Monday, February 12, 2007
Paths to Peace
Congratulations to Carolyn Bninski whose story is also portrayed in the article!
My teachers' interview below. For the entire article, click here.
"They're going to solve problems by being the biggest guy on the block, through muscle . It's always confrontation", Elias Amidon says of the Bush administration.
Amidon and his wife, Rabia Elizabeth Roberts, spent three months in Iraq in the fall and winter of 2002-03. The co-directors of the Boulder Institute for Nature and the Human Spirit held anti-war protests there - hanging banners saying to bomb this site is a war crime from a hospital, for instance. And they wrote about what was happening in that country in e-mails to friends and supporters.
Amidon, 62, hasn t been to Iraq since February 2003. "It s too dangerous", he said.
Instead, he's traveled to other parts of the Middle East, including Syria, Iran, Jordan, Israel and Palestine. He's working on the Abraham Path Initiative, an effort to develop a walking trail through the Middle East following the path of the prophet who was considered the father of Christianity, Islam and Judaism. The idea is to build respect and understanding among people of different faiths, as well as bring tourism money to the area.
Today, Amidon is as frustrated as anyone over the situation in Iraq. "The planned troop increase indicates a level of isolation, as well as a continued insistence on resolving conflict through confrontation", he says.
He'd prefer to see U.S. troops pulled out of Iraq and replaced by an international peacekeeping force. Peace talks should include Syria, Iran, and even al-Qaeda, he believes.
Despite the troop increase, Amidon is heartened by the growing opposition to the conflict.

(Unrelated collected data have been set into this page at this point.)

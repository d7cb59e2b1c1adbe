use axum::{
    extract::{Path, Query, State},
    http::{header, HeaderMap, StatusCode},
    response::IntoResponse,
    Json,
};
use serde::{Deserialize, Serialize};
use std::sync::Arc;

use super::vcard::render_vcard;
use crate::analytics::{record_view, RequestContext};
use crate::models::{Lead, NewLead, NewTestimonial, ProfileSection, Testimonial};
use crate::storage::Storage;

pub struct PublicState {
    pub storage: Arc<dyn Storage>,
}

#[derive(Serialize)]
pub struct ErrorResponse {
    pub error: String,
}

/// Query parameters on the public profile URL. `ref=qr` marks a QR scan.
#[derive(Debug, Default, Deserialize)]
pub struct ViewQuery {
    #[serde(rename = "ref")]
    pub origin: Option<String>,
}

/// Public shape of a profile: owner identity stays internal.
#[derive(Debug, Serialize)]
pub struct PublicProfileResponse {
    pub slug: String,
    pub display_name: String,
    pub headline: Option<String>,
    pub bio: Option<String>,
    pub email: String,
    pub phone: Option<String>,
    pub website: Option<String>,
    pub social_links: Option<serde_json::Value>,
    pub sections: Vec<ProfileSection>,
    pub testimonials: Vec<Testimonial>,
}

fn not_found() -> (StatusCode, Json<ErrorResponse>) {
    (
        StatusCode::NOT_FOUND,
        Json(ErrorResponse {
            error: "Profile not found".to_string(),
        }),
    )
}

fn request_context<'a>(headers: &'a HeaderMap, query: &'a ViewQuery) -> RequestContext<'a> {
    RequestContext {
        user_agent: headers
            .get(header::USER_AGENT)
            .and_then(|v| v.to_str().ok()),
        referrer: headers.get(header::REFERER).and_then(|v| v.to_str().ok()),
        qr_origin: query.origin.as_deref() == Some("qr"),
    }
}

/// Public profile view. Records one view event and bumps the counter;
/// recording failures are logged and never fail the response.
pub async fn view_profile(
    State(state): State<Arc<PublicState>>,
    Path(slug): Path<String>,
    Query(query): Query<ViewQuery>,
    headers: HeaderMap,
) -> impl IntoResponse {
    let profile = match state.storage.get_profile(&slug).await {
        Ok(Some(profile)) if profile.is_public => profile,
        Ok(_) => return not_found().into_response(),
        Err(e) => {
            tracing::error!(slug = %slug, error = %e, "profile lookup failed");
            return (StatusCode::INTERNAL_SERVER_ERROR, "Internal server error").into_response();
        }
    };

    let ctx = request_context(&headers, &query);
    if let Err(e) = record_view(state.storage.as_ref(), &profile, ctx).await {
        tracing::warn!(slug = %slug, error = %e, "failed to record view");
    }

    let sections = state
        .storage
        .list_sections(profile.id)
        .await
        .unwrap_or_else(|e| {
            tracing::warn!(slug = %slug, error = %e, "failed to load sections");
            Vec::new()
        });
    let testimonials = state
        .storage
        .list_testimonials(profile.id, false)
        .await
        .unwrap_or_else(|e| {
            tracing::warn!(slug = %slug, error = %e, "failed to load testimonials");
            Vec::new()
        });

    let social_links = profile
        .social_links
        .as_deref()
        .and_then(|raw| serde_json::from_str(raw).ok());

    Json(PublicProfileResponse {
        slug: profile.slug,
        display_name: profile.display_name,
        headline: profile.headline,
        bio: profile.bio,
        email: profile.email,
        phone: profile.phone,
        website: profile.website,
        social_links,
        sections,
        testimonials,
    })
    .into_response()
}

/// vCard download for a public profile. Does not count as a view.
pub async fn download_vcard(
    State(state): State<Arc<PublicState>>,
    Path(slug): Path<String>,
) -> impl IntoResponse {
    match state.storage.get_profile(&slug).await {
        Ok(Some(profile)) if profile.is_public => {
            let body = render_vcard(&profile);
            (
                [
                    (header::CONTENT_TYPE, "text/vcard; charset=utf-8".to_string()),
                    (
                        header::CONTENT_DISPOSITION,
                        format!("attachment; filename=\"{}.vcf\"", profile.slug),
                    ),
                ],
                body,
            )
                .into_response()
        }
        Ok(_) => not_found().into_response(),
        Err(e) => {
            tracing::error!(slug = %slug, error = %e, "profile lookup failed");
            (StatusCode::INTERNAL_SERVER_ERROR, "Internal server error").into_response()
        }
    }
}

/// Visitor-submitted contact request.
pub async fn submit_lead(
    State(state): State<Arc<PublicState>>,
    Path(slug): Path<String>,
    Json(payload): Json<NewLead>,
) -> Result<(StatusCode, Json<Lead>), (StatusCode, Json<ErrorResponse>)> {
    if payload.name.trim().is_empty() || payload.email.trim().is_empty() {
        return Err((
            StatusCode::BAD_REQUEST,
            Json(ErrorResponse {
                error: "name and email are required".to_string(),
            }),
        ));
    }

    let profile = match state.storage.get_profile(&slug).await {
        Ok(Some(profile)) if profile.is_public => profile,
        Ok(_) => return Err(not_found()),
        Err(e) => {
            return Err((
                StatusCode::INTERNAL_SERVER_ERROR,
                Json(ErrorResponse {
                    error: e.to_string(),
                }),
            ))
        }
    };

    match state.storage.insert_lead(profile.id, &payload).await {
        Ok(lead) => Ok((StatusCode::CREATED, Json(lead))),
        Err(e) => {
            tracing::error!(slug = %slug, error = %e, "failed to store lead");
            Err((
                StatusCode::INTERNAL_SERVER_ERROR,
                Json(ErrorResponse {
                    error: "failed to submit lead".to_string(),
                }),
            ))
        }
    }
}

/// Visitor-submitted testimonial; starts unapproved.
pub async fn submit_testimonial(
    State(state): State<Arc<PublicState>>,
    Path(slug): Path<String>,
    Json(payload): Json<NewTestimonial>,
) -> Result<(StatusCode, Json<Testimonial>), (StatusCode, Json<ErrorResponse>)> {
    if payload.author_name.trim().is_empty() || payload.quote.trim().is_empty() {
        return Err((
            StatusCode::BAD_REQUEST,
            Json(ErrorResponse {
                error: "author_name and quote are required".to_string(),
            }),
        ));
    }

    let profile = match state.storage.get_profile(&slug).await {
        Ok(Some(profile)) if profile.is_public => profile,
        Ok(_) => return Err(not_found()),
        Err(e) => {
            return Err((
                StatusCode::INTERNAL_SERVER_ERROR,
                Json(ErrorResponse {
                    error: e.to_string(),
                }),
            ))
        }
    };

    match state.storage.insert_testimonial(profile.id, &payload).await {
        Ok(testimonial) => Ok((StatusCode::CREATED, Json(testimonial))),
        Err(e) => {
            tracing::error!(slug = %slug, error = %e, "failed to store testimonial");
            Err((
                StatusCode::INTERNAL_SERVER_ERROR,
                Json(ErrorResponse {
                    error: "failed to submit testimonial".to_string(),
                }),
            ))
        }
    }
}

/// Health check endpoint
pub async fn health_check() -> impl IntoResponse {
    #[derive(Serialize)]
    struct HealthResponse {
        status: String,
    }

    Json(HealthResponse {
        status: "OK".to_string(),
    })
}
use axum::{
    extract::{Path, Query, State},
    http::StatusCode,
    Json,
};
use serde::{Deserialize, Serialize};
use std::sync::Arc;

use crate::models::{
    CreateProfileRequest, Lead, NewSection, Profile, ProfileSection, Testimonial,
    UpdateProfileRequest,
};
use crate::slug::{self, SlugError};
use crate::storage::{Storage, StorageError};

pub struct AppState {
    pub storage: Arc<dyn Storage>,
}

#[derive(Serialize)]
pub struct ErrorResponse {
    pub error: String,
}

#[derive(Serialize)]
pub struct SuccessResponse {
    pub message: String,
}

#[derive(Deserialize)]
pub struct ListQuery {
    #[serde(default = "default_limit")]
    pub limit: i64,
    #[serde(default)]
    pub offset: i64,
}

fn default_limit() -> i64 {
    50
}

fn internal_error(e: impl std::fmt::Display) -> (StatusCode, Json<ErrorResponse>) {
    (
        StatusCode::INTERNAL_SERVER_ERROR,
        Json(ErrorResponse {
            error: e.to_string(),
        }),
    )
}

fn not_found(what: &str) -> (StatusCode, Json<ErrorResponse>) {
    (
        StatusCode::NOT_FOUND,
        Json(ErrorResponse {
            error: format!("{what} not found"),
        }),
    )
}

fn bad_request(msg: &str) -> (StatusCode, Json<ErrorResponse>) {
    (
        StatusCode::BAD_REQUEST,
        Json(ErrorResponse {
            error: msg.to_string(),
        }),
    )
}

/// Create a profile with a generated unique slug.
pub async fn create_profile(
    State(state): State<Arc<AppState>>,
    Json(payload): Json<CreateProfileRequest>,
) -> Result<(StatusCode, Json<Profile>), (StatusCode, Json<ErrorResponse>)> {
    if payload.display_name.trim().is_empty() {
        return Err(bad_request("display_name cannot be empty"));
    }
    if payload.email.trim().is_empty() || !payload.email.contains('@') {
        return Err(bad_request("a valid email is required"));
    }

    match slug::create_with_generated_slug(state.storage.as_ref(), payload).await {
        Ok(profile) => Ok((StatusCode::CREATED, Json(profile))),
        Err(e @ SlugError::SpaceExhausted { .. }) => {
            tracing::error!(error = %e, "slug assignment exhausted");
            Err(internal_error("failed to allocate a unique slug"))
        }
        Err(SlugError::Storage(e)) => {
            tracing::error!(error = %e, "failed to create profile");
            Err(internal_error("failed to create profile"))
        }
    }
}

pub async fn get_profile(
    State(state): State<Arc<AppState>>,
    Path(slug): Path<String>,
) -> Result<Json<Profile>, (StatusCode, Json<ErrorResponse>)> {
    match state.storage.get_profile(&slug).await {
        Ok(Some(profile)) => Ok(Json(profile)),
        Ok(None) => Err(not_found("Profile")),
        Err(e) => Err(internal_error(e)),
    }
}

pub async fn list_profiles(
    State(state): State<Arc<AppState>>,
    Query(query): Query<ListQuery>,
) -> Result<Json<Vec<Profile>>, (StatusCode, Json<ErrorResponse>)> {
    let limit = query.limit.clamp(1, 500);
    match state.storage.list_profiles(limit, query.offset).await {
        Ok(profiles) => Ok(Json(profiles)),
        Err(e) => Err(internal_error(e)),
    }
}

/// Update a profile. A slug override is allowed but must not collide with
/// another profile's slug; a collision maps to 409.
pub async fn update_profile(
    State(state): State<Arc<AppState>>,
    Path(slug): Path<String>,
    Json(payload): Json<UpdateProfileRequest>,
) -> Result<Json<Profile>, (StatusCode, Json<ErrorResponse>)> {
    if let Some(override_slug) = payload.slug.as_deref() {
        if override_slug.trim().is_empty() {
            return Err(bad_request("slug override cannot be empty"));
        }
    }

    match state.storage.update_profile(&slug, &payload.into()).await {
        Ok(Some(profile)) => Ok(Json(profile)),
        Ok(None) => Err(not_found("Profile")),
        Err(StorageError::Conflict) => Err((
            StatusCode::CONFLICT,
            Json(ErrorResponse {
                error: "slug already in use".to_string(),
            }),
        )),
        Err(StorageError::Other(e)) => Err(internal_error(e)),
    }
}

pub async fn delete_profile(
    State(state): State<Arc<AppState>>,
    Path(slug): Path<String>,
) -> Result<Json<SuccessResponse>, (StatusCode, Json<ErrorResponse>)> {
    match state.storage.delete_profile(&slug).await {
        Ok(true) => Ok(Json(SuccessResponse {
            message: "Profile deleted".to_string(),
        })),
        Ok(false) => Err(not_found("Profile")),
        Err(e) => Err(internal_error(e)),
    }
}

/// Replace the profile's full section list (experience, education, ...).
pub async fn replace_sections(
    State(state): State<Arc<AppState>>,
    Path(slug): Path<String>,
    Json(payload): Json<Vec<NewSection>>,
) -> Result<Json<Vec<ProfileSection>>, (StatusCode, Json<ErrorResponse>)> {
    let profile = match state.storage.get_profile(&slug).await {
        Ok(Some(profile)) => profile,
        Ok(None) => return Err(not_found("Profile")),
        Err(e) => return Err(internal_error(e)),
    };

    match state.storage.replace_sections(profile.id, &payload).await {
        Ok(sections) => Ok(Json(sections)),
        Err(e) => Err(internal_error(e)),
    }
}

pub async fn list_sections(
    State(state): State<Arc<AppState>>,
    Path(slug): Path<String>,
) -> Result<Json<Vec<ProfileSection>>, (StatusCode, Json<ErrorResponse>)> {
    let profile = match state.storage.get_profile(&slug).await {
        Ok(Some(profile)) => profile,
        Ok(None) => return Err(not_found("Profile")),
        Err(e) => return Err(internal_error(e)),
    };

    match state.storage.list_sections(profile.id).await {
        Ok(sections) => Ok(Json(sections)),
        Err(e) => Err(internal_error(e)),
    }
}

pub async fn list_leads(
    State(state): State<Arc<AppState>>,
    Path(slug): Path<String>,
) -> Result<Json<Vec<Lead>>, (StatusCode, Json<ErrorResponse>)> {
    let profile = match state.storage.get_profile(&slug).await {
        Ok(Some(profile)) => profile,
        Ok(None) => return Err(not_found("Profile")),
        Err(e) => return Err(internal_error(e)),
    };

    match state.storage.list_leads(profile.id).await {
        Ok(leads) => Ok(Json(leads)),
        Err(e) => Err(internal_error(e)),
    }
}

#[derive(Deserialize)]
pub struct TestimonialListQuery {
    /// Include unapproved testimonials (owner view).
    #[serde(default)]
    pub all: bool,
}

pub async fn list_testimonials(
    State(state): State<Arc<AppState>>,
    Path(slug): Path<String>,
    Query(query): Query<TestimonialListQuery>,
) -> Result<Json<Vec<Testimonial>>, (StatusCode, Json<ErrorResponse>)> {
    let profile = match state.storage.get_profile(&slug).await {
        Ok(Some(profile)) => profile,
        Ok(None) => return Err(not_found("Profile")),
        Err(e) => return Err(internal_error(e)),
    };

    match state.storage.list_testimonials(profile.id, query.all).await {
        Ok(testimonials) => Ok(Json(testimonials)),
        Err(e) => Err(internal_error(e)),
    }
}

#[derive(Deserialize)]
pub struct ApprovalRequest {
    pub approved: bool,
}

pub async fn set_testimonial_approval(
    State(state): State<Arc<AppState>>,
    Path(testimonial_id): Path<i64>,
    Json(payload): Json<ApprovalRequest>,
) -> Result<Json<SuccessResponse>, (StatusCode, Json<ErrorResponse>)> {
    match state
        .storage
        .set_testimonial_approval(testimonial_id, payload.approved)
        .await
    {
        Ok(true) => Ok(Json(SuccessResponse {
            message: if payload.approved {
                "Testimonial approved".to_string()
            } else {
                "Testimonial hidden".to_string()
            },
        })),
        Ok(false) => Err(not_found("Testimonial")),
        Err(e) => Err(internal_error(e)),
    }
}

/// Health check endpoint
pub async fn health_check() -> Json<SuccessResponse> {
    Json(SuccessResponse {
        message: "OK".to_string(),
    })
}
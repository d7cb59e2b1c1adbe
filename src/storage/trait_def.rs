use anyhow::Result;
use async_trait::async_trait;
use thiserror::Error;

use crate::analytics::{DayCount, DimensionCount, NewViewEvent, ViewEvent};
use crate::models::{
    Lead, NewLead, NewProfile, NewSection, NewTestimonial, Profile, ProfilePatch, ProfileSection,
    Testimonial,
};

#[derive(Debug, Error)]
pub enum StorageError {
    #[error("slug already exists")]
    Conflict,
    #[error(transparent)]
    Other(#[from] anyhow::Error),
}

pub type StorageResult<T> = Result<T, StorageError>;

#[async_trait]
pub trait Storage: Send + Sync {
    /// Initialize the storage (create tables and indexes).
    async fn init(&self) -> Result<()>;

    /// Insert a profile. The slug's unique constraint is the uniqueness
    /// check: a colliding slug comes back as [`StorageError::Conflict`].
    async fn create_profile(&self, new_profile: &NewProfile) -> StorageResult<Profile>;

    /// Fetch a profile by slug.
    async fn get_profile(&self, slug: &str) -> Result<Option<Profile>>;

    /// List profiles, newest first.
    async fn list_profiles(&self, limit: i64, offset: i64) -> Result<Vec<Profile>>;

    /// Apply a partial update. A slug override that collides with another
    /// profile surfaces as [`StorageError::Conflict`]. Returns `None` when
    /// no profile matches `slug`.
    async fn update_profile(&self, slug: &str, patch: &ProfilePatch)
        -> StorageResult<Option<Profile>>;

    /// Delete a profile and everything scoped to it: sections, leads,
    /// testimonials, view events.
    async fn delete_profile(&self, slug: &str) -> Result<bool>;

    /// Replace the full section list of a profile.
    async fn replace_sections(
        &self,
        profile_id: i64,
        sections: &[NewSection],
    ) -> Result<Vec<ProfileSection>>;

    /// Sections ordered by position.
    async fn list_sections(&self, profile_id: i64) -> Result<Vec<ProfileSection>>;

    /// Append one view event.
    async fn insert_view_event(&self, event: &NewViewEvent) -> Result<()>;

    /// Increment the profile view counter.
    async fn increment_views(&self, profile_id: i64) -> Result<()>;

    /// Most recent view events, newest first.
    async fn recent_view_events(&self, profile_id: i64, limit: i64) -> Result<Vec<ViewEvent>>;

    /// Views grouped by UTC day bucket since `start_ts`. Sparse: days
    /// without events produce no row; callers zero-fill.
    async fn views_per_day(&self, profile_id: i64, start_ts: i64) -> Result<Vec<DayCount>>;

    /// View counts grouped by device class, descending.
    async fn device_breakdown(&self, profile_id: i64) -> Result<Vec<DimensionCount>>;

    /// View counts grouped by referrer category, descending, limited.
    async fn top_referrers(&self, profile_id: i64, limit: i64) -> Result<Vec<DimensionCount>>;

    async fn insert_lead(&self, profile_id: i64, lead: &NewLead) -> Result<Lead>;

    async fn list_leads(&self, profile_id: i64) -> Result<Vec<Lead>>;

    async fn insert_testimonial(
        &self,
        profile_id: i64,
        testimonial: &NewTestimonial,
    ) -> Result<Testimonial>;

    /// Testimonials, newest first. Unapproved rows are included only when
    /// `include_unapproved` is set (owner views).
    async fn list_testimonials(
        &self,
        profile_id: i64,
        include_unapproved: bool,
    ) -> Result<Vec<Testimonial>>;

    /// Toggle a testimonial's approval flag. Returns false when the id is
    /// unknown.
    async fn set_testimonial_approval(&self, testimonial_id: i64, approved: bool) -> Result<bool>;
}
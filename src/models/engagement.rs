use serde::{Deserialize, Serialize};
use sqlx::FromRow;

/// Contact request captured from a public profile.
#[derive(Debug, Clone, Serialize, Deserialize, FromRow)]
pub struct Lead {
    pub id: i64,
    pub profile_id: i64,
    pub name: String,
    pub email: String,
    pub message: Option<String>,
    pub created_at: i64,
}

#[derive(Debug, Deserialize)]
pub struct NewLead {
    pub name: String,
    pub email: String,
    pub message: Option<String>,
}

/// Visitor-submitted testimonial. Hidden from public reads until the owner
/// approves it.
#[derive(Debug, Clone, Serialize, Deserialize, FromRow)]
pub struct Testimonial {
    pub id: i64,
    pub profile_id: i64,
    pub author_name: String,
    pub quote: String,
    pub approved: bool,
    pub created_at: i64,
}

#[derive(Debug, Deserialize)]
pub struct NewTestimonial {
    pub author_name: String,
    pub quote: String,
}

"What I'm pleased about is the level of intelligent inquiry with which people are coming out now. I wonder where they've been."
Sunday, February 11, 2007
Four Years
Christian Peace Witness for Iraq
From the site:
We invite you to join thousands in a "Christian Peace Witness for Iraq." As followers of Jesus Christ, the Prince of Peace, our faith compels us to make our voice heard - to repent of our complicity with the invasion and occupation of Iraq and to renew our commitment to peacemaking. We ask you to join us in praying for peace, studying the scriptures, learning nonviolence, lighting candles of hope, and gathering together for an ecumenical public witness on March 16, 2007, the fourth anniversary of the war in Iraq. We stand in solidarity with sisters and brothers in other faith
As Rev. Dr. Martin Luther King, Jr. wrote in The Trumpet of Conscience," There is nothing wrong with a traffic law which says you have to stop for a red light. But when a fire is raging, the fire truck goes right through that red light... Massive civil disobedience is a strategy for social change which is at least as forceful as an ambulance with its siren on full."
It is critical that people of faith and conscience respond to the emergency of the ongoing violence in Iraq by engaging in prayerful, determined and nonviolent civil disobedience (or, as some call it, "divine obedience") and other forms of peaceful witness at the White House on March 16.
Saturday, February 10, 2007
Lessons On A Street Corner
Today I stood at our Women in Black corner for the first time in three weeks. Two weeks ago, some of us were at the rally in Denver. Last week, I called the vigil off, because we had shivered in ice and frigid temps for so many weeks that I thought one more of those would push me over the edge.
But today's weather was almost, well, cool - up from frigid and that's good. Something about weekends in Colorado recently...
But it didn't snow, so no complaints.
Last Monday, I started teaching my first Communicating and Listening with Compassion class. I am using Marshall Rosenberg's model of Nonviolent Communication. What "they always say" is so true. We learn by teaching.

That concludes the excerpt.